Ce terme, bien que moins usité aux États-Unis où on préfère "merger" ou "consolidation", reste courant en Inde et dans d'autres juridictions.
Les fusions concernent souvent des entreprises du même secteur ou aux opérations similaires, visant à diversifier ou à étendre les activités. La société la plus faible (cédante) est absorbée par la plus solide (cessionnaire), créant une entité plus robuste avec une base clients élargie et des actifs accrus.
Elles opposent typiquement une grande entreprise à des plus petites, via un rachat structuré en fusion.
Les fusions permettent d'accroître les liquidités, d'écarter la concurrence, d'optimiser les impôts et de bénéficier d'économies d'échelle. Elles valorisent les actions, diversifient les risques, améliorent la gestion et boostent la croissance.
Cependant, un excès de consolidation peut créer des monopoles préjudiciables au marché. Elles entraînent souvent des licenciements (emplois dupliqués) et alourdissent la dette en reprenant les passifs des deux entités.

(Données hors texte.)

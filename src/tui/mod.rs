//! Terminal user interface: application state, event loop, and widgets.
//!
//! `AppState` owns one instance of every store plus the estimation task and
//! the displayed result. All mutations happen here, on discrete key or
//! completion events; the stores have no other writer.

pub mod board;
pub mod inventory_panel;
pub mod status_bar;
pub mod theme;

use std::io;
use std::sync::Arc;
use std::time::Duration;

use anyhow::{Context, Result};
use crossterm::{
    event::{self, Event, KeyCode, KeyEvent, KeyEventKind},
    execute,
    terminal::{disable_raw_mode, enable_raw_mode, EnterAlternateScreen, LeaveAlternateScreen},
};
use ratatui::{
    backend::CrosstermBackend,
    layout::{Constraint, Direction, Layout},
    Frame, Terminal,
};
use tracing::info;

use crate::config::Config;
use crate::constants::item_size_presets;
use crate::models::{InferenceResult, Position};
use crate::services::{EstimateBackend, EstimateTask};
use crate::state::{DisplayState, ItemInventory, MaskBoard};

pub use board::BoardWidget;
pub use inventory_panel::InventoryPanel;
pub use status_bar::StatusBar;
pub use theme::Theme;

/// How long the event loop waits for input before polling the task.
const TICK_RATE: Duration = Duration::from_millis(100);

/// Which panel receives navigation keys.
#[derive(Debug, Clone, Copy, PartialEq, Eq)]
pub enum Focus {
    /// The mask/heat-map board.
    Board,
    /// The item inventory slots.
    Inventory,
}

/// All mutable application state.
pub struct AppState {
    /// Resolved color theme.
    pub theme: Theme,
    /// Mask store.
    pub board: MaskBoard,
    /// Inventory store.
    pub inventory: ItemInventory,
    /// Display mode store.
    pub display: DisplayState,
    /// Estimation request orchestrator.
    pub task: EstimateTask,
    /// The displayed result; replaced on success, cleared on full reveal.
    pub result: Option<InferenceResult>,
    /// Failure message from the last request, if any.
    pub error_message: Option<String>,
    /// Transient success/status message.
    pub status_message: String,
    /// Board cursor position.
    pub cursor: Position,
    /// Selected inventory slot.
    pub selected_slot: usize,
    /// Focused panel.
    pub focus: Focus,
    /// Set when the user asks to quit.
    pub should_quit: bool,
}

impl AppState {
    /// Creates the application state for a fresh board.
    #[must_use]
    pub fn new(
        config: &Config,
        rows: usize,
        cols: usize,
        backend: Arc<dyn EstimateBackend>,
    ) -> Self {
        Self {
            theme: Theme::from_mode(config.ui.theme),
            board: MaskBoard::new(rows, cols),
            inventory: ItemInventory::default(),
            display: DisplayState::default(),
            task: EstimateTask::new(backend),
            result: None,
            error_message: None,
            status_message: String::new(),
            cursor: Position::new(0, 0),
            selected_slot: 0,
            focus: Focus::Board,
            should_quit: false,
        }
    }

    /// Moves the board cursor, clamped to the board.
    pub fn move_cursor(&mut self, dx: isize, dy: isize) {
        let x = self.cursor.x().saturating_add_signed(dx);
        let y = self.cursor.y().saturating_add_signed(dy);
        self.cursor = Position::new(
            x.min(self.board.cols().saturating_sub(1)),
            y.min(self.board.rows().saturating_sub(1)),
        );
    }

    /// Toggles the buried state under the cursor.
    pub fn flip_at_cursor(&mut self) {
        self.board.flip(self.cursor.x(), self.cursor.y());
        self.handle_mask_change();
    }

    /// Reopens the whole board.
    pub fn reset_board(&mut self) {
        self.board.reset();
        self.handle_mask_change();
    }

    /// The one cross-store reaction: once the board is fully revealed, a
    /// previously received result describes a finished puzzle and is
    /// discarded. Runs after every mask mutation; a completion observed
    /// later wins over the clear (last write to `result` is authoritative).
    pub fn handle_mask_change(&mut self) {
        if self.board.is_fully_revealed() && self.result.take().is_some() {
            info!("board fully revealed, discarding stale result");
            self.status_message.clear();
        }
    }

    /// Starts an estimation request unless one is already outstanding.
    pub fn trigger_estimate(&mut self) {
        self.error_message = None;
        self.status_message.clear();
        self.task.trigger(&self.board, &self.inventory);
    }

    /// Flips between entropy and probability display.
    pub fn toggle_mode(&mut self) {
        self.display.toggle();
    }

    /// Applies a finished request: a success replaces the displayed result,
    /// a failure is surfaced and leaves the previous result untouched.
    pub fn apply_completion(&mut self, outcome: Result<InferenceResult>) {
        match outcome {
            Ok(result) => {
                self.result = Some(result);
                self.error_message = None;
                self.status_message = "Estimate updated".to_string();
            }
            Err(e) => {
                self.error_message = Some(format!("{e:#}"));
            }
        }
    }

    /// Polls the estimation task once; called every event-loop tick.
    pub fn tick(&mut self) {
        if let Some(outcome) = self.task.poll() {
            self.apply_completion(outcome);
        }
    }

    /// Moves the inventory slot selection by `delta`.
    pub fn select_slot(&mut self, delta: isize) {
        let slots = self.inventory.slots();
        if slots == 0 {
            return;
        }
        self.selected_slot = self
            .selected_slot
            .saturating_add_signed(delta)
            .min(slots - 1);
    }

    /// Adjusts the selected slot's count, clamping at zero.
    pub fn bump_count(&mut self, delta: isize) {
        let count = self.inventory.count(self.selected_slot);
        self.inventory
            .set_count(self.selected_slot, count.saturating_add_signed(delta));
    }

    /// Advances the selected slot's size through the preset list.
    pub fn cycle_slot_size(&mut self) {
        let presets = item_size_presets();
        let current = self.inventory.size(self.selected_slot);
        let next = presets
            .iter()
            .position(|size| *size == current)
            .map_or(0, |i| (i + 1) % presets.len());
        self.inventory.set_size(self.selected_slot, presets[next]);
    }

    /// Swaps the selected slot's size orientation.
    pub fn transpose_slot(&mut self) {
        let flipped = self.inventory.size(self.selected_slot).transposed();
        self.inventory.set_size(self.selected_slot, flipped);
    }

    /// Handles one key press.
    pub fn handle_key(&mut self, key: KeyEvent) {
        match key.code {
            KeyCode::Char('q') | KeyCode::Esc => self.should_quit = true,
            KeyCode::Tab => {
                self.focus = match self.focus {
                    Focus::Board => Focus::Inventory,
                    Focus::Inventory => Focus::Board,
                };
            }
            KeyCode::Char('e') => self.trigger_estimate(),
            KeyCode::Char('m') => self.toggle_mode(),
            KeyCode::Char('r') => self.reset_board(),
            _ => match self.focus {
                Focus::Board => self.handle_board_key(key),
                Focus::Inventory => self.handle_inventory_key(key),
            },
        }
    }

    fn handle_board_key(&mut self, key: KeyEvent) {
        match key.code {
            KeyCode::Up | KeyCode::Char('k') => self.move_cursor(0, -1),
            KeyCode::Down | KeyCode::Char('j') => self.move_cursor(0, 1),
            KeyCode::Left | KeyCode::Char('h') => self.move_cursor(-1, 0),
            KeyCode::Right | KeyCode::Char('l') => self.move_cursor(1, 0),
            KeyCode::Char(' ') | KeyCode::Enter => self.flip_at_cursor(),
            _ => {}
        }
    }

    fn handle_inventory_key(&mut self, key: KeyEvent) {
        match key.code {
            KeyCode::Up | KeyCode::Char('k') => self.select_slot(-1),
            KeyCode::Down | KeyCode::Char('j') => self.select_slot(1),
            KeyCode::Char('+') | KeyCode::Char('=') => self.bump_count(1),
            KeyCode::Char('-') => self.bump_count(-1),
            KeyCode::Char('s') => self.cycle_slot_size(),
            KeyCode::Char('t') => self.transpose_slot(),
            _ => {}
        }
    }
}

/// Puts the terminal into raw mode on the alternate screen.
pub fn setup_terminal() -> Result<Terminal<CrosstermBackend<io::Stdout>>> {
    enable_raw_mode().context("Failed to enable raw mode")?;
    let mut stdout = io::stdout();
    execute!(stdout, EnterAlternateScreen).context("Failed to enter alternate screen")?;
    let backend = CrosstermBackend::new(stdout);
    Terminal::new(backend).context("Failed to create terminal")
}

/// Restores the terminal to its normal state.
pub fn restore_terminal(mut terminal: Terminal<CrosstermBackend<io::Stdout>>) -> Result<()> {
    disable_raw_mode().context("Failed to disable raw mode")?;
    execute!(terminal.backend_mut(), LeaveAlternateScreen)
        .context("Failed to leave alternate screen")?;
    terminal.show_cursor().context("Failed to show cursor")?;
    Ok(())
}

/// Runs the main event loop until the user quits.
pub fn run_tui(
    state: &mut AppState,
    terminal: &mut Terminal<CrosstermBackend<io::Stdout>>,
) -> Result<()> {
    while !state.should_quit {
        terminal.draw(|f| draw(f, state))?;

        if event::poll(TICK_RATE).context("Failed to poll terminal events")? {
            if let Event::Key(key) = event::read().context("Failed to read terminal event")? {
                if key.kind == KeyEventKind::Press {
                    state.handle_key(key);
                }
            }
        }

        state.tick();
    }
    Ok(())
}

/// Draws the three panels: board, inventory, status bar.
fn draw(f: &mut Frame, state: &AppState) {
    let slots = u16::try_from(state.inventory.slots()).unwrap_or(4);
    let chunks = Layout::default()
        .direction(Direction::Vertical)
        .constraints([
            Constraint::Min(u16::try_from(state.board.rows()).unwrap_or(5) + 2),
            Constraint::Length(slots + 2),
            Constraint::Length(4),
        ])
        .split(f.area());

    BoardWidget::render(f, chunks[0], state);
    InventoryPanel::render(f, chunks[1], state);
    StatusBar::render(f, chunks[2], state);
}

Les conseils d'administration élaborent et soumettent le plan de fusion à l'approbation des actionnaires, de la Haute Cour et des autorités comme le SEBI en Inde. Une fois validé, la nouvelle entité émet des actions aux actionnaires de la cédante, qui est liquidée, ses actifs et passifs étant transférés.
En comptabilité, les fusions sont équivalentes aux consolidations.
En novembre 2015, Natco Pharma a obtenu l'approbation de 99,94 % de ses actionnaires pour fusionner sa filiale Natco Organics, illustrant un processus réussi.
Le premier type assimile les bilans sans ajustement, les actionnaires majoritaires (90 %) de la cédante devenant ceux de la cessionnaire.
Le second ressemble à un achat : excédent du prix sur la VNI en écart d'acquisition, ou en réserve si inférieur.
Former une entité unique pour plus de compétitivité et d'économies d'échelle via le regroupement.
Mise en commun des intérêts (reprise du bilan) ou méthode d'achat (actifs acquis, écarts comptabilisés).
Montant de liquidités résiduel post-fusion ; négatif = écart d'acquisition.